Liz and I explored Itasca State Park a few years ago and stood at the source, the Mississippi Headwaters, on root clusters of some of the oldest Red and White Pines in this country. Closer to my Southern roots, I recently started reading Mark Twain’s Life on the Mississippi, part of The Family Twain published in 1935, an original volume bought at a garage sale last summer.
If you follow the river’s flow, you will gain a whole new respect for Samuel Langhorne Clemens (Mark Twain) who published more than 30 books, hundreds of short stories and essays, and gave lectures while touring the world. That’s part of the reason my ears perked up at a recent NPR piece, Finding Finn, when I heard writer Jon Clinch plea for financial support to help preserve the financially-strapped Mark Twain Home in Hartford, Connecticut.
Clinch, author of Finn, and a host of other writers gathered at the home in September and read from some of their favorite Twain books to show their support. The list of authors included such heavy hitters as Tom Perrotta (The Abstinence Teacher), David Gates (Jernigan), Arthur Phillips (Angelica), Tasha Alexander (Elizabeth: The Golden Age), Philip Beard (Dear Zoe), Kristy Kiernan (Matters of Faith), Robert Hicks (The Widow of the South), and Amy Mackinnon (Tethered).
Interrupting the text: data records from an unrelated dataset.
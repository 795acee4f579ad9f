//! Borrowed view over raw detector output.
//!
//! `TensorView` wraps a contiguous channels-last buffer of shape
//! `[batch, grid_height, grid_width, channels]`. The channel axis packs
//! `num_anchors * (5 + num_nodes)` values per cell; the decoder checks that
//! split against the tree and anchor table.

use crate::util::{YoloTreeError, YoloTreeResult};

/// Borrowed `[batch, height, width, channels]` tensor.
#[derive(Copy, Clone, Debug)]
pub struct TensorView<'a> {
    data: &'a [f32],
    batch: usize,
    height: usize,
    width: usize,
    channels: usize,
}

impl<'a> TensorView<'a> {
    /// Creates a view, validating the shape against the buffer length.
    pub fn new(data: &'a [f32], shape: [usize; 4]) -> YoloTreeResult<Self> {
        let [batch, height, width, channels] = shape;
        let needed = required_len(shape)?;
        if data.len() < needed {
            return Err(YoloTreeError::BufferTooSmall {
                needed,
                got: data.len(),
            });
        }
        Ok(Self {
            data: &data[..needed],
            batch,
            height,
            width,
            channels,
        })
    }

    /// Number of images in the batch.
    pub fn batch(&self) -> usize {
        self.batch
    }

    /// Grid height (rows).
    pub fn height(&self) -> usize {
        self.height
    }

    /// Grid width (columns).
    pub fn width(&self) -> usize {
        self.width
    }

    /// Values per grid cell.
    pub fn channels(&self) -> usize {
        self.channels
    }

    /// Shape as `[batch, height, width, channels]`.
    pub fn shape(&self) -> [usize; 4] {
        [self.batch, self.height, self.width, self.channels]
    }

    /// Backing slice.
    pub fn as_slice(&self) -> &'a [f32] {
        self.data
    }

    /// All cells of grid row `row` in batch entry `b`, back to back.
    pub fn row(&self, b: usize, row: usize) -> Option<&'a [f32]> {
        if b >= self.batch || row >= self.height {
            return None;
        }
        let row_len = self.width * self.channels;
        let start = (b * self.height + row) * row_len;
        self.data.get(start..start + row_len)
    }
}

fn required_len(shape: [usize; 4]) -> YoloTreeResult<usize> {
    let [batch, height, width, channels] = shape;
    let invalid = YoloTreeError::InvalidDimensions {
        batch,
        height,
        width,
        channels,
    };
    if shape.iter().any(|&d| d == 0) {
        return Err(invalid);
    }
    shape
        .iter()
        .try_fold(1usize, |acc, &d| acc.checked_mul(d))
        .ok_or(invalid)
}
//! Error types for yolotree.

use thiserror::Error;

/// Result alias for yolotree operations.
pub type YoloTreeResult<T> = std::result::Result<T, YoloTreeError>;

/// Errors that can occur when loading assets or running the detection pipeline.
#[derive(Clone, Debug, Error, PartialEq)]
pub enum YoloTreeError {
    /// A tree definition line is malformed or violates the tree ordering.
    #[error("tree parse error at line {line}: {reason}")]
    TreeParse {
        /// 1-based line (or entry) number.
        line: usize,
        reason: String,
    },
    /// Tensor or vector sizes disagree with the loaded tree and anchors.
    #[error("shape mismatch for {context}: expected {expected}, got {got}")]
    ShapeMismatch {
        expected: usize,
        got: usize,
        context: &'static str,
    },
    /// An anchor, names, or tree file could not be read or understood.
    #[error("config error: {reason}")]
    Config { reason: String },
    /// Tensor dimensions must be non-zero.
    #[error("invalid tensor dimensions {batch}x{height}x{width}x{channels}")]
    InvalidDimensions {
        batch: usize,
        height: usize,
        width: usize,
        channels: usize,
    },
    /// The backing buffer is shorter than the declared tensor shape.
    #[error("buffer too small: needed {needed}, got {got}")]
    BufferTooSmall { needed: usize, got: usize },
    /// An index is outside the valid range.
    #[error("{context} index {index} out of bounds (len {len})")]
    IndexOutOfBounds {
        index: usize,
        len: usize,
        context: &'static str,
    },
    /// The input data or parameters are invalid.
    #[error("invalid input: {0}")]
    InvalidInput(&'static str),
}

impl YoloTreeError {
    pub(crate) fn tree_parse(line: usize, reason: impl Into<String>) -> Self {
        Self::TreeParse {
            line,
            reason: reason.into(),
        }
    }

    pub(crate) fn config(reason: impl Into<String>) -> Self {
        Self::Config {
            reason: reason.into(),
        }
    }
}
Maybe you’re thinking, what’s this got to do with me?
Everything. Maybe for you, it’s not Mark Twain. But have you ever seen Georgia O’Keeffe’s paintings, then longed to visit Abiquiú or the Pedernal near Ghost Ranch, New Mexico? It throws a whole other perspective on a lifetime of painted desert. What about Hemingway’s early days in Kansas City, Missouri. Or Flannery O’Connor’s childhood home in Savannah, Georgia.
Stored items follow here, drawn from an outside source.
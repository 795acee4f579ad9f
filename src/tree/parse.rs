//! Incremental construction of a [`LabelTree`] from `(id, father)` entries.
//!
//! The builder is a small state machine: it tracks the father of the run
//! currently being read and where that run started. A change of father closes
//! the run as an immutable [`Group`] and opens the next one.

use crate::tree::{Group, LabelTree, Node};
use crate::util::{YoloTreeError, YoloTreeResult};

/// Father value of a run of siblings.
#[derive(Clone, Copy, Debug, PartialEq, Eq)]
enum Parent {
    Root,
    Node(usize),
}

/// Streaming builder for [`LabelTree`].
///
/// Entries must arrive in tree-file order: parents before children and all
/// siblings of one father contiguous.
#[derive(Debug, Default)]
pub struct TreeBuilder {
    nodes: Vec<Node>,
    groups: Vec<Group>,
    current_father: Option<Parent>,
    current_group_start: usize,
    root_closed: bool,
}

impl TreeBuilder {
    /// Creates an empty builder.
    pub fn new() -> Self {
        Self::default()
    }

    /// Number of nodes pushed so far.
    pub fn len(&self) -> usize {
        self.nodes.len()
    }

    /// Returns true if no node has been pushed.
    pub fn is_empty(&self) -> bool {
        self.nodes.is_empty()
    }

    /// Appends one node. `line` is only used for error reporting.
    pub fn push(&mut self, line: usize, id: &str, father: i64) -> YoloTreeResult<()> {
        let index = self.nodes.len();
        let parent = match father {
            -1 => Parent::Root,
            f if f < -1 => {
                return Err(YoloTreeError::tree_parse(
                    line,
                    format!("invalid father index {f}"),
                ));
            }
            f => {
                let f = usize::try_from(f).map_err(|_| {
                    YoloTreeError::tree_parse(line, format!("father index {f} out of range"))
                })?;
                if f >= index {
                    return Err(YoloTreeError::tree_parse(
                        line,
                        format!("father index {f} not yet introduced (node {index})"),
                    ));
                }
                Parent::Node(f)
            }
        };

        if self.current_father != Some(parent) {
            self.close_group();
            self.open_group(line, parent)?;
        }

        self.nodes.push(Node {
            id: id.to_owned(),
            father: match parent {
                Parent::Root => None,
                Parent::Node(f) => Some(f),
            },
            child_group: None,
        });
        Ok(())
    }

    /// Closes the final group and returns the finished tree.
    pub fn finish(mut self) -> YoloTreeResult<LabelTree> {
        if self.nodes.is_empty() {
            return Err(YoloTreeError::tree_parse(0, "tree has no nodes"));
        }
        self.close_group();
        Ok(LabelTree {
            nodes: self.nodes,
            groups: self.groups,
        })
    }

    fn close_group(&mut self) {
        if self.current_father.is_none() {
            return;
        }
        let count = self.nodes.len();
        self.groups.push(Group {
            offset: self.current_group_start,
            size: count - self.current_group_start,
        });
        if self.current_father == Some(Parent::Root) {
            self.root_closed = true;
        }
    }

    fn open_group(&mut self, line: usize, parent: Parent) -> YoloTreeResult<()> {
        let group_id = self.groups.len();
        match parent {
            Parent::Root => {
                if self.root_closed {
                    return Err(YoloTreeError::tree_parse(
                        line,
                        "root nodes are not contiguous",
                    ));
                }
            }
            Parent::Node(f) => {
                let node = &mut self.nodes[f];
                if node.child_group.is_some() {
                    return Err(YoloTreeError::tree_parse(
                        line,
                        format!("children of node {f} are not contiguous"),
                    ));
                }
                node.child_group = Some(group_id);
            }
        }
        self.current_father = Some(parent);
        self.current_group_start = self.nodes.len();
        Ok(())
    }
}

/// Parses one `"<id> <father>"` line.
pub(crate) fn parse_line(line_no: usize, line: &str) -> YoloTreeResult<(&str, i64)> {
    let mut fields = line.split_whitespace();
    let (id, father) = match (fields.next(), fields.next(), fields.next()) {
        (Some(id), Some(father), None) => (id, father),
        _ => {
            return Err(YoloTreeError::tree_parse(
                line_no,
                format!("expected \"<id> <father>\", got {line:?}"),
            ));
        }
    };
    let father = father.parse::<i64>().map_err(|_| {
        YoloTreeError::tree_parse(line_no, format!("father index {father:?} is not an integer"))
    })?;
    Ok((id, father))
}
Maybe for you, it’s visiting the home architect Frank Lloyd Wright built, Fallingwater near Mill Run, Pennsylvania, or a few nights in the Willa Cather room at the Mabel Dodge Luhan House (did you know ybonesy’s dad worked there one summer as a teenager?) in Taos, New Mexico. We had one red Ravine Guest who dreamed about the home of Frida Kahlo. It was such a powerful experience, she felt compelled to travel to Mexico and see it for herself.
Why? Because Place matters. Ground where writers, painters, architects, artists and visionaries lived, worked, and died matters. The places we call Home shape who we are, who we want to be, who we will become. North, South, East, or West, the geography of land, water, and sky influences our work, filters into our vision, helps us hone our craft, whether we are aware of it or not. And the preservation of these places is paramount to our own development as writers and artists.
While researching On Providence, Old Journals and Thoreau, I stumbled on the Walden Woods Project which was founded in 1990 by recording artist Don Henley. At the time, 60% of Walden Woods – a 2,680 acre ecosystem surrounding Thoreau’s Walden Pond – was protected from development. But two large tracts of land were endangered when developers sought to construct an expansive office and condominium complex in the mid-1980s. The National Trust for Historic Preservation twice listed Walden Woods as one of America’s Eleven Most Endangered Historic Places.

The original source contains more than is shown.